The leaders of Israel and Egypt, Naftali Bennett and Abdel Fattah el-Sisi, held the first open talks in a decade on Monday as Bennett flew to Sharm el-Sheik.
The leaders discussed rising tensions in Gaza, where both countries have imposed border restrictions in recent months.
An increase in cross-border violence since August has tested the fragile ceasefire in Gaza, negotiated following 11 days of violence in May 2021.
Over the past week, Palestinian militants have fired rockets into Israel for three nights in a row, prompting Israeli air strikes in response.
In a statement, Sisi’s office said that he “affirmed Egypt’s support for all efforts to achieve comprehensive peace in the Middle East, according to a two-state solution”.

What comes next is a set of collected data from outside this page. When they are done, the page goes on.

impl ThreadRegistry {
    /// Open (or create) the registry at
    /// `<project_root>/.ai/agent/threads/registry.json`.
    ///
    /// # Errors
    ///
    /// Returns [`RegistryError`] if an existing state file cannot be read
    /// or parsed.
    pub fn open(project_root: &Path) -> Result<Self, RegistryError> {
        let path = project_root
            .join(".ai")
            .join("agent")
            .join("threads")
            .join("registry.json");
        Self::open_at(path)
    }

    /// Open (or create) the registry at an explicit path.
    ///
    /// # Errors
    ///
    /// See [`ThreadRegistry::open`].
    pub fn open_at(path: PathBuf) -> Result<Self, RegistryError> {
        let state = if path.exists() {
            let text = std::fs::read_to_string(&path).map_err(|source| RegistryError::Io {
                path: path.clone(),
                source,
            })?;
            serde_json::from_str(&text).map_err(|e| RegistryError::Corrupt {
                path: path.clone(),
                reason: e.to_string(),
            })?
        } else {
            RegistryState::new()
        };
        Ok(Self {
            path,
            state: Mutex::new(state),
        })
    }

    fn persist(&self, state: &RegistryState) -> Result<(), RegistryError> {
        if let Some(parent) = self.path.parent() {
            std::fs::create_dir_all(parent).map_err(|source| RegistryError::Io {
                path: self.path.clone(),
                source,
            })?;
        }
        let json =
            serde_json::to_string_pretty(state).expect("registry state is always serialisable");
        let tmp = self.path.with_extension("json.tmp");
        std::fs::write(&tmp, json).map_err(|source| RegistryError::Io {
            path: tmp.clone(),
            source,
        })?;
        std::fs::rename(&tmp, &self.path).map_err(|source| RegistryError::Io {
            path: self.path.clone(),
            source,
        })
    }

    fn mutate<F>(&self, thread_id: &str, f: F) -> Result<(), RegistryError>
    where
        F: FnOnce(&mut ThreadRecord),
    {
        let mut state = self.state.lock().expect("registry lock poisoned");
        let record = state
            .get_mut(thread_id)
            .ok_or_else(|| RegistryError::NotFound {
                thread_id: thread_id.to_string(),
            })?;
        f(record);
        record.updated_at = Utc::now();
        self.persist(&state)
    }

    /// Register a new thread in `created` status. Idempotent on retries
    /// with the same id and directive.
    ///
    /// # Errors
    ///
    /// [`RegistryError::AlreadyRegistered`] when the id exists for a
    /// different directive.
    pub fn register(
        &self,
        thread_id: &str,
        directive_id: &str,
        parent_id: Option<&str>,
    ) -> Result<(), RegistryError> {
        let mut state = self.state.lock().expect("registry lock poisoned");
        if let Some(existing) = state.get(thread_id) {
            if existing.directive_id == directive_id {
                return Ok(());
            }
            return Err(RegistryError::AlreadyRegistered {
                thread_id: thread_id.to_string(),
            });
        }
        let now = Utc::now();
        state.insert(
            thread_id.to_string(),
            ThreadRecord {
                thread_id: thread_id.to_string(),
                directive_id: directive_id.to_string(),
                parent_id: parent_id.map(ToString::to_string),
                status: ThreadStatus::Created,
                created_at: now,
                updated_at: now,
                completed_at: None,
                result: None,
                pid: None,
                permission_context: Vec::new(),
                cost: None,
                continuation_thread_id: None,
                chain_root_id: None,
                previous_thread_id: None,
            },
        );
        self.persist(&state)
    }

    /// Transition a thread's status. Terminal statuses set `completed_at`.
    ///
    /// # Errors
    ///
    /// [`RegistryError::NotFound`].
    pub fn update_status(&self, thread_id: &str, status: ThreadStatus) -> Result<(), RegistryError> {
        self.mutate(thread_id, |record| {
            record.status = status;
            if status.is_terminal() {
                record.completed_at = Some(Utc::now());
            }
        })
    }

    /// Store a thread's result payload.
    ///
    /// # Errors
    ///
    /// [`RegistryError::NotFound`].
    pub fn set_result(&self, thread_id: &str, result: serde_json::Value) -> Result<(), RegistryError> {
        self.mutate(thread_id, |record| record.result = Some(result))
    }

    /// Record a detached child's PID.
    ///
    /// # Errors
    ///
    /// [`RegistryError::NotFound`].
    pub fn set_pid(&self, thread_id: &str, pid: u32) -> Result<(), RegistryError> {
        self.mutate(thread_id, |record| record.pid = Some(pid))
    }

    /// Record the effective capabilities minted for the thread.
    ///
    /// # Errors
    ///
    /// [`RegistryError::NotFound`].
    pub fn set_permission_context(
        &self,
        thread_id: &str,
        caps: Vec<String>,
    ) -> Result<(), RegistryError> {
        self.mutate(thread_id, |record| record.permission_context = caps)
    }

    /// Update the cost snapshot (best-effort, post-turn).
    ///
    /// # Errors
    ///
    /// [`RegistryError::NotFound`].
    pub fn update_cost_snapshot(&self, thread_id: &str, cost: Cost) -> Result<(), RegistryError> {
        self.mutate(thread_id, |record| record.cost = Some(cost))
    }

    /// Link a finished thread to its continuation. Completed records are
    /// immutable except for this link.
    ///
    /// # Errors
    ///
    /// [`RegistryError::NotFound`].
    pub fn set_continuation(&self, from: &str, to: &str) -> Result<(), RegistryError> {
        self.mutate(from, |record| {
            record.continuation_thread_id = Some(to.to_string());
        })
    }

    /// Record chain linkage on a continuation thread.
    ///
    /// # Errors
    ///
    /// [`RegistryError::NotFound`].
    pub fn set_chain_info(
        &self,
        thread_id: &str,
        chain_root_id: &str,
        previous_thread_id: &str,
    ) -> Result<(), RegistryError> {
        self.mutate(thread_id, |record| {
            record.chain_root_id = Some(chain_root_id.to_string());
            record.previous_thread_id = Some(previous_thread_id.to_string());
        })
    }

    /// Fetch a record.
    #[must_use]
    pub fn get_thread(&self, thread_id: &str) -> Option<ThreadRecord> {
        let state = self.state.lock().expect("registry lock poisoned");
        state.get(thread_id).cloned()
    }

    /// Walk the continuation chain containing `thread_id`, root first.
    ///
    /// Cycles terminate at the first revisited id.
    #[must_use]
    pub fn get_chain(&self, thread_id: &str) -> Vec<ThreadRecord> {
        let state = self.state.lock().expect("registry lock poisoned");

        // Walk back to the root.
        let mut root = thread_id.to_string();
        let mut visited: HashSet<String> = HashSet::new();
        while let Some(record) = state.get(&root) {
            if !visited.insert(root.clone()) {
                break;
            }
            match &record.previous_thread_id {
                Some(prev) if !visited.contains(prev) => root = prev.clone(),
                _ => break,
            }
        }

        // Walk forward collecting records.
        let mut chain = Vec::new();
        let mut seen: HashSet<String> = HashSet::new();
        let mut current = root;
        while let Some(record) = state.get(&current) {
            if !seen.insert(current.clone()) {
                break;
            }
            chain.push(record.clone());
            match &record.continuation_thread_id {
                Some(next) => current = next.clone(),
                None => break,
            }
        }
        chain
    }

    /// Threads not yet in a terminal status, newest first.
    #[must_use]
    pub fn list_active(&self) -> Vec<ThreadRecord> {
        let state = self.state.lock().expect("registry lock poisoned");
        let mut active: Vec<ThreadRecord> = state
            .values()
            .filter(|r| !r.status.is_terminal())
            .cloned()
            .collect();
        active.sort_by(|a, b| b.created_at.cmp(&a.created_at));
        active
    }

    /// Children of a thread, oldest first.
    #[must_use]
    pub fn list_children(&self, parent_id: &str) -> Vec<ThreadRecord> {
        let state = self.state.lock().expect("registry lock poisoned");
        let mut children: Vec<ThreadRecord> = state
            .values()
            .filter(|r| r.parent_id.as_deref() == Some(parent_id))
            .cloned()
            .collect();
        children.sort_by(|a, b| a.created_at.cmp(&b.created_at));
        children
    }
}
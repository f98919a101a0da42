// SPDX-License-Identifier: MIT OR Apache-2.0
//! The loop body.

use crate::context::extract_error_context;
use crate::outcome::RunOutcome;
use crate::sink::RawStreamLog;
use async_trait::async_trait;
use serde_json::{Value, json};
use spindle_artifact::ArtifactSigner;
use spindle_config::{CoordinationConfig, RetryPolicy};
use spindle_core::{Message, PrimaryAction, ThreadStatus, ToolAction, ToolCall, event};
use spindle_dispatch::{DIRECTIVE_RETURN_TOOL, ToolDispatcher};
use spindle_harness::{CancellationToken, SafetyHarness};
use spindle_provider::{HttpProvider, StreamSink};
use spindle_registry::ThreadRegistry;
use spindle_transcript::{
    EventEmitter, GuardConfig, ToolResultGuard, Transcript, TranscriptSigner, render_knowledge,
};
use std::sync::Arc;

const MAX_NUDGES: u32 = 3;

/// Cross-thread coordination surface the runner needs: in-process
/// registration for wait/cancel, and the context-exhaustion handoff.
///
/// Implemented by the orchestrator; test doubles implement it directly.
#[async_trait]
pub trait ThreadCoordinator: Send + Sync {
    /// Register a live thread (wait/cancel coordination).
    fn register_thread(&self, thread_id: &str, cancel: CancellationToken, depth: u32);

    /// Signal completion and publish the in-process result.
    fn complete_thread(&self, thread_id: &str, result: Value);

    /// Spawn a continuation thread for a context-exhausted thread.
    /// Returns the new thread id.
    async fn handoff_thread(&self, thread_id: &str) -> anyhow::Result<String>;
}

/// Per-run inputs.
pub struct RunnerOptions {
    /// First user message content (directive prompt).
    pub user_prompt: String,
    /// Caller-provided system prompt (from directive `context.system`).
    pub system_prompt: String,
    /// Directive intent text for hook context (name, description, body).
    pub directive_body: String,
    /// Pre-loaded `context.before` knowledge content.
    pub context_before: String,
    /// Pre-loaded `context.after` knowledge content.
    pub context_after: String,
    /// Reconstructed messages for continuations; skips first-message
    /// construction.
    pub resume_messages: Option<Vec<Message>>,
    /// Predecessor thread for continuations.
    pub previous_thread_id: Option<String>,
    /// Resolved directive inputs.
    pub inputs: Value,
    /// Extra streaming sinks (UI updates, tests).
    pub extra_sinks: Vec<Arc<dyn StreamSink>>,
}

impl Default for RunnerOptions {
    fn default() -> Self {
        Self {
            user_prompt: String::new(),
            system_prompt: String::new(),
            directive_body: String::new(),
            context_before: String::new(),
            context_after: String::new(),
            resume_messages: None,
            previous_thread_id: None,
            inputs: Value::Object(Default::default()),
            extra_sinks: Vec::new(),
        }
    }
}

He also said that the two leaders discussed a dam being built by Ethiopia on the River Nile. Egypt views the project as a threat to its water supply.
Speaking after the meeting, Bennett said: “Israel is increasingly opening up to the countries of the region, and the basis of this longstanding recognition is the peace between Israel and Egypt”.
“Therefore, on both sides we must invest in strengthening this link, and we have done so today”.
Egypt became the first Arab country to make peace with Israel in 1979, but relations have rarely warmed, remaining limited to security cooperation and some economic ties.